┏━━
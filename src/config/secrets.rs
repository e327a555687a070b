//! Secret handling utilities.
//!
//! Re-exports secrecy types and provides helpers for working with
//! secrets in the vigil-rs context.

pub use secrecy::{ExposeSecret, SecretBox, SecretString};
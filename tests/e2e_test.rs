//! Full pipeline: protocol -> sweep -> delivery -> reply -> analysis ->
//! alert -> escalation, driven through the worker entry points.

mod common;

use std::sync::Arc;
use std::time::Duration;

use chrono::{Local, Utc};

use vigil_rs::catalog::CatalogRegistry;
use vigil_rs::engine::{Daemon, Engine, PeriodOptions, WorkerConfig};
use vigil_rs::event::EventKind;
use vigil_rs::llm::FixedAnalyzer;
use vigil_rs::model::*;
use vigil_rs::transport::{InboundMessage, InboundPayload, RecordingTransport};

use common::*;

const PROTOCOL: &str = r#"
    [protocol]
    name = "post-op-7d"
    duration_days = 7

    [[question]]
    day = 1
    slot = "morning"
    text = "How is your pain this morning, 1-10?"
    ai_prompt = "Flag pain above 6."

    [[question]]
    day = 1
    slot = "morning"
    order = 1
    text = "Did you take your medication?"
"#;

fn daemon_with(
    engine: Engine,
    transport: Arc<RecordingTransport>,
    analyzer: FixedAnalyzer,
) -> Daemon {
    Daemon::new(
        engine,
        transport,
        Arc::new(analyzer),
        WorkerConfig {
            poll_interval: Duration::from_millis(10),
            sweep_interval: Duration::from_secs(3600),
        },
    )
}

#[tokio::test]
async fn risky_reply_flows_from_delivery_to_escalation() {
    let mut engine = engine();
    let (tracker, doctor, patient) = seed_care_team(&mut engine, "905321260001");

    let protocol = CatalogRegistry::parse(PROTOCOL).unwrap();
    engine
        .create_period(
            patient.id,
            today(),
            7,
            PeriodOptions {
                schedule: immediate_schedule(),
                protocol: Some(&protocol),
                ..PeriodOptions::default()
            },
        )
        .unwrap();

    let outcome = engine.sweep(Local::now()).unwrap();
    assert_eq!(outcome.scheduled, 1);

    let transport = Arc::new(RecordingTransport::new());
    let daemon = daemon_with(
        engine,
        Arc::clone(&transport),
        FixedAnalyzer::new(FixedAnalyzer::verdict(RiskLevel::High, true)),
    );
    let engine = daemon.engine();

    // Delivery: both morning questions in one job, template order.
    assert!(daemon.process_next_delivery().await.unwrap());
    assert!(!daemon.process_next_delivery().await.unwrap());
    let sent = transport.sent();
    assert_eq!(sent.len(), 2);
    assert_eq!(sent[0].0, patient.phone);
    assert!(sent[0].1.contains("pain"));
    assert!(sent[1].1.contains("medication"));

    // The patient replies; the reply matches the first morning question.
    let answer_id = {
        let mut engine = engine.lock().await;
        engine
            .ingest(
                &InboundMessage {
                    from_phone: "905321260001".to_string(),
                    sent_at: Utc::now(),
                    payload: InboundPayload::Text {
                        body: "pain is 9, very bad".to_string(),
                    },
                },
                Local::now(),
            )
            .unwrap()
            .expect("reply should match the morning question")
    };

    // Analysis: verdict persisted, alert raised, tracker task + ping.
    assert!(daemon.process_next_analysis().await.unwrap());
    assert!(!daemon.process_next_analysis().await.unwrap());

    let alert = {
        let engine = engine.lock().await;

        let answer = engine.answer(answer_id).unwrap();
        assert!(answer.is_processed);
        assert_eq!(answer.risk_level, RiskLevel::High);
        assert!(answer.ai_analysis.is_some());

        let alerts = engine.list_alerts(Some(AlertStatus::New), None, 10).unwrap();
        assert_eq!(alerts.len(), 1);
        assert_eq!(alerts[0].answer_id, Some(answer_id));
        alerts[0].clone()
    };

    let sent = transport.sent();
    assert_eq!(sent.len(), 3, "tracker should have been notified");
    assert_eq!(sent[2].0, tracker.phone);

    // The tracker escalates to the patient's doctor.
    {
        let mut engine = engine.lock().await;
        let escalated = engine
            .escalate_alert(alert.id, None, transport.as_ref())
            .await
            .unwrap();
        assert_eq!(escalated.status, AlertStatus::Escalated);

        let doctor_task = engine
            .tasks_for_assignee(doctor.id, Some(TaskStatus::Pending))
            .unwrap();
        assert_eq!(doctor_task.len(), 1);
        assert_eq!(doctor_task[0].priority, 10);
    }
    assert_eq!(transport.sent().len(), 4);

    // The feed tells the whole story in order.
    let events = engine.lock().await.events_since(0).unwrap();
    let kinds: Vec<&str> = events
        .iter()
        .map(|e| match &e.kind {
            EventKind::PatientCreated { .. } => "patient_created",
            EventKind::PeriodStarted { .. } => "period_started",
            EventKind::AnswerRecorded { .. } => "answer_recorded",
            EventKind::AlertCreated { .. } => "alert_created",
            EventKind::TaskCreated { .. } => "task_created",
            EventKind::TaskCancelled { .. } => "task_cancelled",
            EventKind::AlertEscalated { .. } => "alert_escalated",
            _ => "other",
        })
        .collect();
    assert_eq!(
        kinds,
        vec![
            "patient_created",
            "period_started",
            "answer_recorded",
            "alert_created",
            "task_created",
            "task_cancelled",
            "task_created",
            "alert_escalated",
        ]
    );

    // Re-sweeping after delivery completed must not re-send: the dedup
    // key survives completion.
    {
        let mut engine = engine.lock().await;
        let outcome = engine.sweep(Local::now()).unwrap();
        assert_eq!(outcome.scheduled, 0);
        assert!(
            engine
                .list_jobs(JobKind::Delivery, JobState::Scheduled)
                .unwrap()
                .is_empty()
        );
    }
}

#[tokio::test]
async fn calm_reply_produces_no_alert() {
    let mut engine = engine();
    let (_, _, patient) = seed_care_team(&mut engine, "905321260002");
    let period = engine
        .create_period(
            patient.id,
            today(),
            7,
            PeriodOptions {
                schedule: immediate_schedule(),
                ..PeriodOptions::default()
            },
        )
        .unwrap();
    engine
        .add_question(question(period.id, 1, TimeSlot::Morning, 0, "How are you?"))
        .unwrap();
    engine.sweep(Local::now()).unwrap();

    let transport = Arc::new(RecordingTransport::new());
    let daemon = daemon_with(
        engine,
        Arc::clone(&transport),
        FixedAnalyzer::new(FixedAnalyzer::verdict(RiskLevel::Low, false)),
    );
    let engine = daemon.engine();

    assert!(daemon.process_next_delivery().await.unwrap());
    {
        let mut engine = engine.lock().await;
        engine
            .ingest(
                &InboundMessage {
                    from_phone: "905321260002".to_string(),
                    sent_at: Utc::now(),
                    payload: InboundPayload::Text {
                        body: "doing great".to_string(),
                    },
                },
                Local::now(),
            )
            .unwrap()
            .unwrap();
    }
    assert!(daemon.process_next_analysis().await.unwrap());

    let engine = engine.lock().await;
    assert!(engine.list_alerts(None, None, 10).unwrap().is_empty());
    assert_eq!(
        engine
            .list_jobs(JobKind::Analysis, JobState::Completed)
            .unwrap()
            .len(),
        1
    );
}

#[tokio::test]
async fn delivery_to_cancelled_period_is_skipped_quietly() {
    let mut engine = engine();
    let (_, _, patient) = seed_care_team(&mut engine, "905321260003");
    let period = engine
        .create_period(
            patient.id,
            today(),
            7,
            PeriodOptions {
                schedule: immediate_schedule(),
                ..PeriodOptions::default()
            },
        )
        .unwrap();
    engine
        .add_question(question(period.id, 1, TimeSlot::Morning, 0, "How are you?"))
        .unwrap();
    engine.sweep(Local::now()).unwrap();

    // Cancelled between sweep and delivery.
    engine.cancel_period(period.id).unwrap();

    let transport = Arc::new(RecordingTransport::new());
    let daemon = daemon_with(
        engine,
        Arc::clone(&transport),
        FixedAnalyzer::new(FixedAnalyzer::verdict(RiskLevel::Low, false)),
    );

    assert!(daemon.process_next_delivery().await.unwrap());
    assert!(transport.sent().is_empty());

    let engine = daemon.engine();
    let engine = engine.lock().await;
    assert_eq!(
        engine
            .list_jobs(JobKind::Delivery, JobState::Completed)
            .unwrap()
            .len(),
        1
    );
}

#[tokio::test]
async fn delivery_with_vanished_target_settles_instead_of_wedging() {
    let mut engine = engine();

    // A job whose period and patient rows do not exist, as after a
    // restore from a partial backup.
    let payload = DeliveryPayload {
        patient_id: PatientId::new(),
        period_id: PeriodId::new(),
        day_number: 1,
        slot: TimeSlot::Morning,
        phone: "905320000000".to_string(),
        questions: vec!["How are you?".to_string()],
    };
    engine
        .enqueue_job(
            JobKind::Delivery,
            &payload.dedup_key(),
            &serde_json::to_value(&payload).unwrap(),
            Utc::now(),
        )
        .unwrap()
        .unwrap();

    let transport = Arc::new(RecordingTransport::new());
    let daemon = daemon_with(
        engine,
        Arc::clone(&transport),
        FixedAnalyzer::new(FixedAnalyzer::verdict(RiskLevel::Low, false)),
    );

    // Handled, not an error escaping the loop.
    assert!(daemon.process_next_delivery().await.unwrap());
    assert!(transport.sent().is_empty());

    let engine = daemon.engine();
    let engine = engine.lock().await;
    assert!(
        engine
            .list_jobs(JobKind::Delivery, JobState::Running)
            .unwrap()
            .is_empty(),
        "claimed job must not stay RUNNING"
    );
    let retried = engine
        .list_jobs(JobKind::Delivery, JobState::Scheduled)
        .unwrap();
    assert_eq!(retried.len(), 1);
    assert!(retried[0].last_error.is_some());
}

#[tokio::test]
async fn exhausted_delivery_goes_dead_and_hits_the_feed() {
    let mut engine = engine();
    let (_, _, patient) = seed_care_team(&mut engine, "905321260004");
    let period = engine
        .create_period(
            patient.id,
            today(),
            7,
            PeriodOptions {
                schedule: immediate_schedule(),
                ..PeriodOptions::default()
            },
        )
        .unwrap();
    engine
        .add_question(question(period.id, 1, TimeSlot::Morning, 0, "How are you?"))
        .unwrap();
    engine.sweep(Local::now()).unwrap();

    // Provider down for good.
    let transport = Arc::new(RecordingTransport::failing_first(u32::MAX));
    let daemon = daemon_with(
        engine,
        Arc::clone(&transport),
        FixedAnalyzer::new(FixedAnalyzer::verdict(RiskLevel::Low, false)),
    );
    let engine = daemon.engine();

    // Three attempts with 1s and 2s backoff between them.
    assert!(daemon.process_next_delivery().await.unwrap());
    tokio::time::sleep(Duration::from_millis(1200)).await;
    assert!(daemon.process_next_delivery().await.unwrap());
    tokio::time::sleep(Duration::from_millis(2200)).await;
    assert!(daemon.process_next_delivery().await.unwrap());

    let engine = engine.lock().await;
    let dead = engine.list_jobs(JobKind::Delivery, JobState::Dead).unwrap();
    assert_eq!(dead.len(), 1);
    assert_eq!(dead[0].attempts, 3);
    assert!(dead[0].last_error.is_some());

    let events = engine.events_since(0).unwrap();
    assert!(events.iter().any(|e| matches!(
        e.kind,
        EventKind::DeliveryFailed { period_id, slot: TimeSlot::Morning, .. }
            if period_id == period.id
    )));
}
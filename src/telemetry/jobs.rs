//! Job execution span helpers.
//!
//! Provides span creation and state-transition recording for jobs
//! flowing through the delivery and analysis workers.

use tracing::Span;
use uuid::Uuid;

/// Start a span for job execution.
///
/// The `job.state` field is declared empty and can be updated via
/// [`record_state_transition`].
pub fn start_job_span(kind: &str, job_id: &Uuid) -> Span {
    tracing::info_span!(
        "job.execute",
        "job.kind" = kind,
        "job.id" = %job_id,
        "job.state" = tracing::field::Empty,
    )
}

/// Record a state transition event on the current span.
///
/// Emits a tracing `info` event scoped to the given span.
pub fn record_state_transition(span: &Span, from: &str, to: &str) {
    span.in_scope(|| {
        tracing::info!(from = from, to = to, "state_transition");
    });
}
┗━━
ASSIGNMENT: Starting from the data above, filter for lines with "WorkerConfig" and copy each one.

WRITTEN REPLY:
use vigil_rs::engine::{Daemon, Engine, PeriodOptions, WorkerConfig};
        WorkerConfig {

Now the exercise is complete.